Je ne dis pas que de
voir toute cette pauvreté en Inde et en Afrique m’a laissé indifférent mais en
tentant de comprendre, plutôt que de raisonner à partir de mes bases culturelles
(européennes), je n’ai jamais culpabilisé ou ne me suis attristé devant les
faits. Toutefois, je suis tout à fait conscient que les pays développés le sont
grâce aux ressources puisées dans tous les pays pauvres.
En arrivant au
Caire, j’ai fait la connaissance d’un intellectuel égyptien dont les coordonnées
m’avaient été données par des amis dijonnais ; il avait fait ses études de droit
en France et était donc à même de bien appréhender les différences culturelles.

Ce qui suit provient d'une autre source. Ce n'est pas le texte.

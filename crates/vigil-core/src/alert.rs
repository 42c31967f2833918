//! Tiered audio alerts.
//!
//! The dispatcher maps a status to a tone pattern and hands it to a
//! worker thread, so the evaluation pipeline never waits on audio.

use std::thread;
use std::time::Duration;

use crossbeam_channel::{unbounded, Sender};
use thiserror::Error;

use crate::domain::SafetyStatus;

/// One tone in an alert pattern.
#[derive(Debug, Clone, Copy, PartialEq, Eq)]
pub struct Tone {
    pub frequency_hz: u32,
    pub duration_ms: u64,
    /// Pause before the next tone.
    pub gap_ms: u64,
}

/// Map a status to its audible pattern.
pub fn pattern_for(status: SafetyStatus) -> Vec<Tone> {
    match status {
        SafetyStatus::Danger => vec![
            Tone {
                frequency_hz: 880,
                duration_ms: 180,
                gap_ms: 220,
            };
            3
        ],
        SafetyStatus::Warning => vec![
            Tone {
                frequency_hz: 440,
                duration_ms: 450,
                gap_ms: 250,
            };
            2
        ],
        SafetyStatus::Safe => Vec::new(),
    }
}

#[derive(Debug, Error)]
#[error("audio output failed: {0}")]
pub struct AudioError(pub String);

/// Audio output seam.
///
/// `play` blocks for the tone duration; the blocking is confined to the
/// dispatcher's worker thread. The CLI drives a terminal bell, tests use
/// a capturing sink.
pub trait ToneSink: Send {
    fn play(&mut self, tone: Tone) -> Result<(), AudioError>;
}

/// Discards tones immediately. Headless default.
pub struct NullSink;

impl ToneSink for NullSink {
    fn play(&mut self, _tone: Tone) -> Result<(), AudioError> {
        Ok(())
    }
}

/// Schedules alert patterns without blocking the evaluation pipeline.
///
/// The worker thread and its sink are created lazily on the first
/// audible dispatch and live for the rest of the process; sink failures
/// are swallowed with a warning, since alerting is a side channel to the
/// authoritative log record.
pub struct AlertDispatcher {
    sink: Option<Box<dyn ToneSink>>,
    tx: Option<Sender<Vec<Tone>>>,
}

impl AlertDispatcher {
    pub fn new(sink: Box<dyn ToneSink>) -> Self {
        Self {
            sink: Some(sink),
            tx: None,
        }
    }

    /// Fire-and-forget. A disabled alerts flag is a handled no-op, and a
    /// failed sink never reaches the caller.
    pub fn dispatch(&mut self, status: SafetyStatus, alerts_enabled: bool) {
        if !alerts_enabled {
            log::debug!("alerts disabled, skipping {:?} pattern", status);
            return;
        }
        let pattern = pattern_for(status);
        if pattern.is_empty() {
            return;
        }
        self.ensure_worker();
        if let Some(tx) = &self.tx {
            let _ = tx.send(pattern);
        }
    }

    fn ensure_worker(&mut self) {
        if self.tx.is_some() {
            return;
        }
        let Some(mut sink) = self.sink.take() else {
            return;
        };
        let (tx, rx) = unbounded::<Vec<Tone>>();
        let spawned = thread::Builder::new().name("alert".into()).spawn(move || {
            for pattern in rx {
                for tone in &pattern {
                    if let Err(err) = sink.play(*tone) {
                        log::warn!("alert tone dropped: {err}");
                    }
                    thread::sleep(Duration::from_millis(tone.gap_ms));
                }
            }
        });
        match spawned {
            Ok(_) => self.tx = Some(tx),
            Err(err) => log::warn!("alert worker unavailable: {err}"),
        }
    }
}

#[cfg(test)]
mod tests {
    use super::*;
    use crossbeam_channel::Receiver;
    use std::time::Duration;

    struct CaptureSink(Sender<Tone>);

    impl ToneSink for CaptureSink {
        fn play(&mut self, tone: Tone) -> Result<(), AudioError> {
            self.0.send(tone).map_err(|err| AudioError(err.to_string()))
        }
    }

    fn capture_dispatcher() -> (AlertDispatcher, Receiver<Tone>) {
        let (tx, rx) = unbounded();
        (AlertDispatcher::new(Box::new(CaptureSink(tx))), rx)
    }

    #[test]
    fn danger_pattern_is_three_high_tones() {
        let pattern = pattern_for(SafetyStatus::Danger);
        assert_eq!(pattern.len(), 3);
        for tone in &pattern {
            assert_eq!(tone.frequency_hz, 880);
            assert_eq!(tone.duration_ms, 180);
        }
    }

    #[test]
    fn warning_pattern_is_two_low_tones() {
        let pattern = pattern_for(SafetyStatus::Warning);
        assert_eq!(pattern.len(), 2);
        assert!(pattern.iter().all(|t| t.frequency_hz == 440));
    }

    #[test]
    fn safe_is_silent() {
        assert!(pattern_for(SafetyStatus::Safe).is_empty());
    }

    #[test]
    fn dispatch_schedules_the_full_pattern() {
        let (mut dispatcher, rx) = capture_dispatcher();
        dispatcher.dispatch(SafetyStatus::Danger, true);
        for _ in 0..3 {
            let tone = rx.recv_timeout(Duration::from_secs(2)).unwrap();
            assert_eq!(tone.frequency_hz, 880);
        }
    }

    #[test]
    fn disabled_alerts_are_a_handled_noop() {
        let (mut dispatcher, rx) = capture_dispatcher();
        dispatcher.dispatch(SafetyStatus::Danger, false);
        assert!(rx.recv_timeout(Duration::from_millis(300)).is_err());
    }

    #[test]
    fn safe_status_plays_nothing() {
        let (mut dispatcher, rx) = capture_dispatcher();
        dispatcher.dispatch(SafetyStatus::Safe, true);
        assert!(rx.recv_timeout(Duration::from_millis(300)).is_err());
    }
}
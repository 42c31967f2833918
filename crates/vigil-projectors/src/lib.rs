//! Read-model projections for the UI collaborator: log rows, CSV export,
//! and chart-ready trend series.

use serde::Serialize;

use vigil_core::{LogEntry, SafetyStatus, TrendPoint};

/// Severity tag driving the UI's row coloring.
#[derive(Debug, Clone, Copy, PartialEq, Eq, Serialize)]
#[serde(rename_all = "snake_case")]
pub enum Severity {
    Ok,
    Caution,
    Critical,
}

pub fn severity_for(status: SafetyStatus) -> Severity {
    match status {
        SafetyStatus::Safe => Severity::Ok,
        SafetyStatus::Warning => Severity::Caution,
        SafetyStatus::Danger => Severity::Critical,
    }
}

/// One presentation row of the event log.
#[derive(Debug, Clone, Serialize)]
pub struct LogRow {
    pub timestamp: String,
    pub state: String,
    pub assessment: String,
    pub severity: Severity,
    pub sensors: String,
}

/// Newest first, matching the journal order.
pub fn log_rows(entries: &[LogEntry]) -> Vec<LogRow> {
    entries
        .iter()
        .map(|entry| LogRow {
            timestamp: entry.timestamp.to_rfc3339(),
            state: entry.state.label().to_string(),
            assessment: entry.status.label().to_string(),
            severity: severity_for(entry.status),
            sensors: entry.sensor_summary.clone(),
        })
        .collect()
}

/// CSV export of the journal, newest first.
///
/// Every data field is double-quoted with internal quotes doubled, so
/// summaries may contain commas and quotes freely.
pub fn export_csv(entries: &[LogEntry]) -> String {
    let mut out = String::from("Timestamp,ML State,AI Assessment,Sensor Snapshot\n");
    for entry in entries {
        let fields = [
            entry.timestamp.to_rfc3339(),
            entry.state.label().to_string(),
            entry.status.label().to_string(),
            entry.sensor_summary.clone(),
        ];
        let quoted: Vec<String> = fields.iter().map(|f| quote_field(f)).collect();
        out.push_str(&quoted.join(","));
        out.push('\n');
    }
    out
}

fn quote_field(field: &str) -> String {
    format!("\"{}\"", field.replace('"', "\"\""))
}

/// Parallel series for charting the trend window, oldest first.
#[derive(Debug, Clone, Default, Serialize)]
pub struct TrendSeries {
    pub labels: Vec<String>,
    pub temperature_c: Vec<f32>,
    pub gas_level: Vec<f32>,
    pub noise_level: Vec<f32>,
}

pub fn trend_series(points: &[TrendPoint]) -> TrendSeries {
    let mut series = TrendSeries::default();
    for point in points {
        series.labels.push(point.label.clone());
        series.temperature_c.push(point.temperature_c);
        series.gas_level.push(point.gas_level);
        series.noise_level.push(point.noise_level);
    }
    series
}
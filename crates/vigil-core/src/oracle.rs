//! Oracle boundary: wire format, response sanitization, and the
//! deterministic fallback used whenever the oracle path cannot be trusted.

use serde::Deserialize;
use thiserror::Error;

use crate::domain::{
    ClassifierState, RoomContext, SafetyReport, SafetyStatus, NO_WARDEN_ACTION,
};

#[derive(Debug, Error)]
pub enum OracleError {
    #[error("oracle transport failed: {0}")]
    Transport(String),
    #[error("oracle call timed out")]
    Timeout,
    #[error("malformed oracle response: {0}")]
    Malformed(#[from] serde_json::Error),
}

/// Raw oracle response.
///
/// Every field is optional on the wire; absent fields are filled with
/// safe defaults by [`OracleResponse::sanitize`]. A body that does not
/// parse at all is a malformed response, not a partial one.
#[derive(Debug, Clone, Default, Deserialize)]
pub struct OracleResponse {
    #[serde(default)]
    pub status: Option<SafetyStatus>,
    #[serde(default)]
    pub summary: Option<String>,
    #[serde(default)]
    pub actions_for_user: Vec<String>,
    #[serde(default)]
    pub actions_for_warden: Vec<String>,
}

impl OracleResponse {
    pub fn from_json(body: &str) -> Result<Self, OracleError> {
        Ok(serde_json::from_str(body)?)
    }

    /// Fill absent fields with safe defaults. Partial success is success.
    pub fn sanitize(self) -> SafetyReport {
        let actions_for_warden = if self.actions_for_warden.is_empty() {
            vec![NO_WARDEN_ACTION.to_string()]
        } else {
            self.actions_for_warden
        };
        SafetyReport {
            status: self.status.unwrap_or(SafetyStatus::Safe),
            summary: self
                .summary
                .unwrap_or_else(|| "No summary provided.".to_string()),
            actions_for_user: self.actions_for_user,
            actions_for_warden,
        }
    }
}

/// External reasoning service consulted for escalated contexts.
///
/// Implementations may block for network-latency-scale time and may
/// fail; the pipeline absorbs every failure through [`resolve_report`].
/// A timeout is the implementation's concern and surfaces as
/// [`OracleError::Timeout`], which resolves like any other failure.
pub trait SafetyOracle: Send {
    fn evaluate(&self, ctx: &RoomContext) -> Result<OracleResponse, OracleError>;
}

/// The fixed report used whenever the oracle path fails.
pub fn fallback_report() -> SafetyReport {
    SafetyReport {
        status: SafetyStatus::Safe,
        summary: "Communication error - falling back to local heuristics.".to_string(),
        actions_for_user: vec!["Check sensors manually.".to_string()],
        actions_for_warden: vec![NO_WARDEN_ACTION.to_string()],
    }
}

/// Single boundary converting an oracle result into a usable report.
///
/// Errors never propagate past this point: the pipeline always completes
/// with some report.
pub fn resolve_report(result: Result<OracleResponse, OracleError>) -> SafetyReport {
    match result {
        Ok(response) => response.sanitize(),
        Err(err) => {
            log::warn!("oracle unavailable, using fallback report: {err}");
            fallback_report()
        }
    }
}

/// Deterministic rule-based oracle.
///
/// Real transports live with the UI collaborator; this implementation
/// keeps the pipeline runnable end to end (CLI, demos) without one.
#[derive(Debug, Default)]
pub struct RuleOracle;

impl SafetyOracle for RuleOracle {
    fn evaluate(&self, ctx: &RoomContext) -> Result<OracleResponse, OracleError> {
        let (status, summary, user, warden) = match ctx.state {
            ClassifierState::GasSmokeAlert => (
                SafetyStatus::Danger,
                format!(
                    "Gas or smoke detected in {} (gas {:.2}, smoke {:.2}).",
                    ctx.room_id, ctx.sensors.gas_level, ctx.sensors.smoke_level
                ),
                vec![
                    "Open windows and leave the room.".to_string(),
                    "Do not operate switches or open flames.".to_string(),
                ],
                vec![
                    "Call the fire department.".to_string(),
                    "Verify the resident has left the room.".to_string(),
                ],
            ),
            ClassifierState::FallLikely => (
                SafetyStatus::Danger,
                "Movement pattern consistent with a fall.".to_string(),
                vec!["Respond verbally if you are able.".to_string()],
                vec!["Check on the resident immediately.".to_string()],
            ),
            ClassifierState::OverheatRisk => (
                SafetyStatus::Warning,
                format!(
                    "Room temperature {:.1} C is above the comfort range.",
                    ctx.sensors.temperature_c
                ),
                vec!["Ventilate the room and drink water.".to_string()],
                vec!["Review the heating settings for this room.".to_string()],
            ),
            ClassifierState::LoudNoise => (
                SafetyStatus::Warning,
                "Sustained loud noise detected.".to_string(),
                vec!["Confirm the source of the noise.".to_string()],
                Vec::new(),
            ),
            ClassifierState::NoMovement => (
                SafetyStatus::Warning,
                format!(
                    "No movement recorded; expected occupancy is {}.",
                    ctx.expected_occupancy
                ),
                vec!["Respond to this notification to confirm you are fine.".to_string()],
                vec!["Schedule a check-in visit.".to_string()],
            ),
            ClassifierState::Normal => (
                SafetyStatus::Safe,
                "Room activity looks normal.".to_string(),
                Vec::new(),
                Vec::new(),
            ),
        };
        Ok(OracleResponse {
            status: Some(status),
            summary: Some(summary),
            actions_for_user: user,
            actions_for_warden: warden,
        })
    }
}

#[cfg(test)]
mod tests {
    use super::*;
    use crate::context::{assemble, RoomProfile};
    use crate::domain::SensorData;

    #[test]
    fn missing_warden_actions_default_to_sentinel() {
        let response = OracleResponse::from_json(
            r#"{"status": "WARNING", "summary": "Check the heater", "actions_for_user": ["Open a window"]}"#,
        )
        .unwrap();
        let report = response.sanitize();
        assert_eq!(report.status, SafetyStatus::Warning);
        assert_eq!(report.actions_for_warden, vec![NO_WARDEN_ACTION.to_string()]);
        assert_eq!(report.actions_for_user, vec!["Open a window".to_string()]);
    }

    #[test]
    fn missing_status_defaults_to_safe() {
        let report = OracleResponse::from_json("{}").unwrap().sanitize();
        assert_eq!(report.status, SafetyStatus::Safe);
        assert_eq!(report.actions_for_warden, vec![NO_WARDEN_ACTION.to_string()]);
    }

    #[test]
    fn explicit_sentinel_passes_through_unchanged() {
        let response = OracleResponse::from_json(
            r#"{"status": "SAFE", "actions_for_warden": ["None needed."]}"#,
        )
        .unwrap();
        assert_eq!(response.sanitize().actions_for_warden, vec![NO_WARDEN_ACTION.to_string()]);
    }

    #[test]
    fn garbage_body_is_malformed() {
        assert!(matches!(
            OracleResponse::from_json("not json at all"),
            Err(OracleError::Malformed(_))
        ));
        // An invalid status value makes the whole response malformed.
        assert!(matches!(
            OracleResponse::from_json(r#"{"status": "FINE"}"#),
            Err(OracleError::Malformed(_))
        ));
    }

    #[test]
    fn any_error_resolves_to_the_fixed_fallback() {
        let report = resolve_report(Err(OracleError::Transport("connection reset".into())));
        assert_eq!(report, fallback_report());
        let report = resolve_report(Err(OracleError::Timeout));
        assert_eq!(report, fallback_report());
    }

    #[test]
    fn rule_oracle_grades_gas_as_danger() {
        let ctx = assemble(
            &RoomProfile::default(),
            SensorData {
                gas_level: 0.8,
                smoke_level: 0.4,
                ..SensorData::default()
            },
            ClassifierState::GasSmokeAlert,
            0.9,
            "",
        )
        .unwrap();
        let report = resolve_report(RuleOracle.evaluate(&ctx));
        assert_eq!(report.status, SafetyStatus::Danger);
        assert!(!report.actions_for_warden.is_empty());
    }

    #[test]
    fn rule_oracle_normal_report_gets_sentinel_via_sanitize() {
        let ctx = assemble(
            &RoomProfile::default(),
            SensorData::default(),
            ClassifierState::Normal,
            0.9,
            "",
        )
        .unwrap();
        let report = resolve_report(RuleOracle.evaluate(&ctx));
        assert_eq!(report.status, SafetyStatus::Safe);
        assert_eq!(report.actions_for_warden, vec![NO_WARDEN_ACTION.to_string()]);
    }
}
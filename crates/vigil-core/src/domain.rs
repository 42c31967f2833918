//! Core domain types: room snapshots, safety reports, and log records.

use chrono::{DateTime, Utc};
use serde::{Deserialize, Serialize};
use uuid::Uuid;

/// Warden action sentinel used when a report needs none.
pub const NO_WARDEN_ACTION: &str = "None needed.";

/// One snapshot of the room's edge sensors.
///
/// Produced by the (external) sensing layer and never mutated after
/// capture. Analog channels are normalized to their documented ranges by
/// the assembler.
#[derive(Debug, Clone, Copy, PartialEq, Serialize, Deserialize)]
pub struct SensorData {
    /// Motion events counted over the trailing 15-minute window.
    pub motion_events: u32,
    /// Average temperature in degrees Celsius.
    pub temperature_c: f32,
    /// Average relative humidity [0, 100].
    pub humidity_pct: f32,
    /// Normalized gas level [0, 1].
    pub gas_level: f32,
    /// Normalized smoke level [0, 1].
    pub smoke_level: f32,
    /// Normalized noise level [0, 1].
    pub noise_level: f32,
    /// Whether the room door is currently open.
    pub door_open: bool,
}

impl Default for SensorData {
    fn default() -> Self {
        // Nominal quiet-room readings.
        Self {
            motion_events: 4,
            temperature_c: 21.5,
            humidity_pct: 45.0,
            gas_level: 0.02,
            smoke_level: 0.01,
            noise_level: 0.10,
            door_open: false,
        }
    }
}

impl SensorData {
    /// Compact single-line form used in log entries and CSV export.
    pub fn summary(&self) -> String {
        format!(
            "motion {} | {:.1}C | hum {:.0}% | gas {:.2} | smoke {:.2} | noise {:.2} | door {}",
            self.motion_events,
            self.temperature_c,
            self.humidity_pct,
            self.gas_level,
            self.smoke_level,
            self.noise_level,
            if self.door_open { "open" } else { "closed" },
        )
    }
}

/// State reported by the local activity classifier.
#[derive(Debug, Clone, Copy, PartialEq, Eq, Hash, Serialize, Deserialize)]
#[serde(rename_all = "SCREAMING_SNAKE_CASE")]
pub enum ClassifierState {
    Normal,
    NoMovement,
    FallLikely,
    GasSmokeAlert,
    OverheatRisk,
    LoudNoise,
}

impl ClassifierState {
    /// Human-readable label for log rows and CSV export.
    pub fn label(&self) -> &'static str {
        match self {
            Self::Normal => "Normal",
            Self::NoMovement => "No movement",
            Self::FallLikely => "Fall likely",
            Self::GasSmokeAlert => "Gas/smoke alert",
            Self::OverheatRisk => "Overheat risk",
            Self::LoudNoise => "Loud noise",
        }
    }
}

/// One timestamped room snapshot submitted for evaluation.
///
/// Value object: assembled once per cycle (see [`crate::context`]) and
/// never mutated afterwards.
#[derive(Debug, Clone, PartialEq, Serialize, Deserialize)]
pub struct RoomContext {
    pub room_id: String,
    pub timestamp: DateTime<Utc>,
    pub state: ClassifierState,
    /// Classifier confidence in [0, 1]; guaranteed by the assembler.
    pub confidence: f32,
    pub sensors: SensorData,
    /// Free-form occupancy label, e.g. "1 resident".
    pub expected_occupancy: String,
    pub notes: String,
}

/// Outcome tier of one evaluation.
#[derive(Debug, Clone, Copy, PartialEq, Eq, Hash, Serialize, Deserialize)]
#[serde(rename_all = "UPPERCASE")]
pub enum SafetyStatus {
    Safe,
    Warning,
    Danger,
}

impl SafetyStatus {
    pub fn label(&self) -> &'static str {
        match self {
            Self::Safe => "Safe",
            Self::Warning => "Warning",
            Self::Danger => "Danger",
        }
    }
}

/// Structured assessment of one room context.
///
/// Produced by oracle sanitization, gate-skip synthesis, or the fixed
/// fallback; consumed by the dispatcher and the journal, then retained
/// only inside a [`LogEntry`].
#[derive(Debug, Clone, PartialEq, Serialize, Deserialize)]
pub struct SafetyReport {
    pub status: SafetyStatus,
    pub summary: String,
    pub actions_for_user: Vec<String>,
    pub actions_for_warden: Vec<String>,
}

/// One completed evaluation outcome as retained in the journal.
#[derive(Debug, Clone, PartialEq, Serialize, Deserialize)]
pub struct LogEntry {
    pub id: Uuid,
    pub timestamp: DateTime<Utc>,
    pub status: SafetyStatus,
    pub state: ClassifierState,
    /// Compact sensor snapshot, see [`SensorData::summary`].
    pub sensor_summary: String,
}

impl LogEntry {
    pub fn from_outcome(ctx: &RoomContext, report: &SafetyReport) -> Self {
        Self {
            id: Uuid::new_v4(),
            timestamp: ctx.timestamp,
            status: report.status,
            state: ctx.state,
            sensor_summary: ctx.sensors.summary(),
        }
    }
}

/// One sample of the live trend window. Never persisted.
#[derive(Debug, Clone, PartialEq, Serialize, Deserialize)]
pub struct TrendPoint {
    /// Wall-clock label (HH:MM:SS) at sampling time.
    pub label: String,
    pub temperature_c: f32,
    pub gas_level: f32,
    pub noise_level: f32,
}

/// Process-wide user settings, durably stored and rewritten on change.
///
/// Wire field names (`alertsEnabled`, `confidenceThreshold`) are part of
/// the storage layout.
#[derive(Debug, Clone, Copy, PartialEq, Serialize, Deserialize)]
#[serde(rename_all = "camelCase")]
pub struct Settings {
    pub alerts_enabled: bool,
    pub confidence_threshold: f32,
}

impl Default for Settings {
    fn default() -> Self {
        Self {
            alerts_enabled: true,
            confidence_threshold: 0.75,
        }
    }
}

impl Settings {
    /// Clamp the threshold into [0, 1]; stored records may predate
    /// validation.
    pub fn normalized(mut self) -> Self {
        self.confidence_threshold = self.confidence_threshold.clamp(0.0, 1.0);
        self
    }
}

#[cfg(test)]
mod tests {
    use super::*;

    #[test]
    fn classifier_state_wire_names() {
        let json = serde_json::to_string(&ClassifierState::NoMovement).unwrap();
        assert_eq!(json, "\"NO_MOVEMENT\"");
        let back: ClassifierState = serde_json::from_str("\"GAS_SMOKE_ALERT\"").unwrap();
        assert_eq!(back, ClassifierState::GasSmokeAlert);
    }

    #[test]
    fn status_wire_names_are_uppercase() {
        assert_eq!(serde_json::to_string(&SafetyStatus::Danger).unwrap(), "\"DANGER\"");
        // Case-sensitive: lowercase must not parse.
        assert!(serde_json::from_str::<SafetyStatus>("\"danger\"").is_err());
    }

    #[test]
    fn settings_storage_field_names() {
        let json = serde_json::to_string(&Settings::default()).unwrap();
        assert!(json.contains("\"alertsEnabled\":true"));
        assert!(json.contains("\"confidenceThreshold\":0.75"));
    }

    #[test]
    fn settings_normalized_clamps_threshold() {
        let s = Settings { alerts_enabled: true, confidence_threshold: 1.7 }.normalized();
        assert_eq!(s.confidence_threshold, 1.0);
    }

    #[test]
    fn sensor_summary_mentions_door_state() {
        let mut sensors = SensorData::default();
        assert!(sensors.summary().contains("door closed"));
        sensors.door_open = true;
        assert!(sensors.summary().contains("door open"));
    }
}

Très rapidement, nous avons eu des discussions passionnées et enrichissantes, je
me suis permis d’évoquer le fait que des familles nombreuses engendraient
davantage de pauvreté. L’ami m’a expliqué très clairement que bien au contraire,
pour un musulman, avoir beaucoup d’enfants est signe de richesse. Toutes ces
rencontres m’ont énormément apporté, je vois la pauvreté d’un autre œil.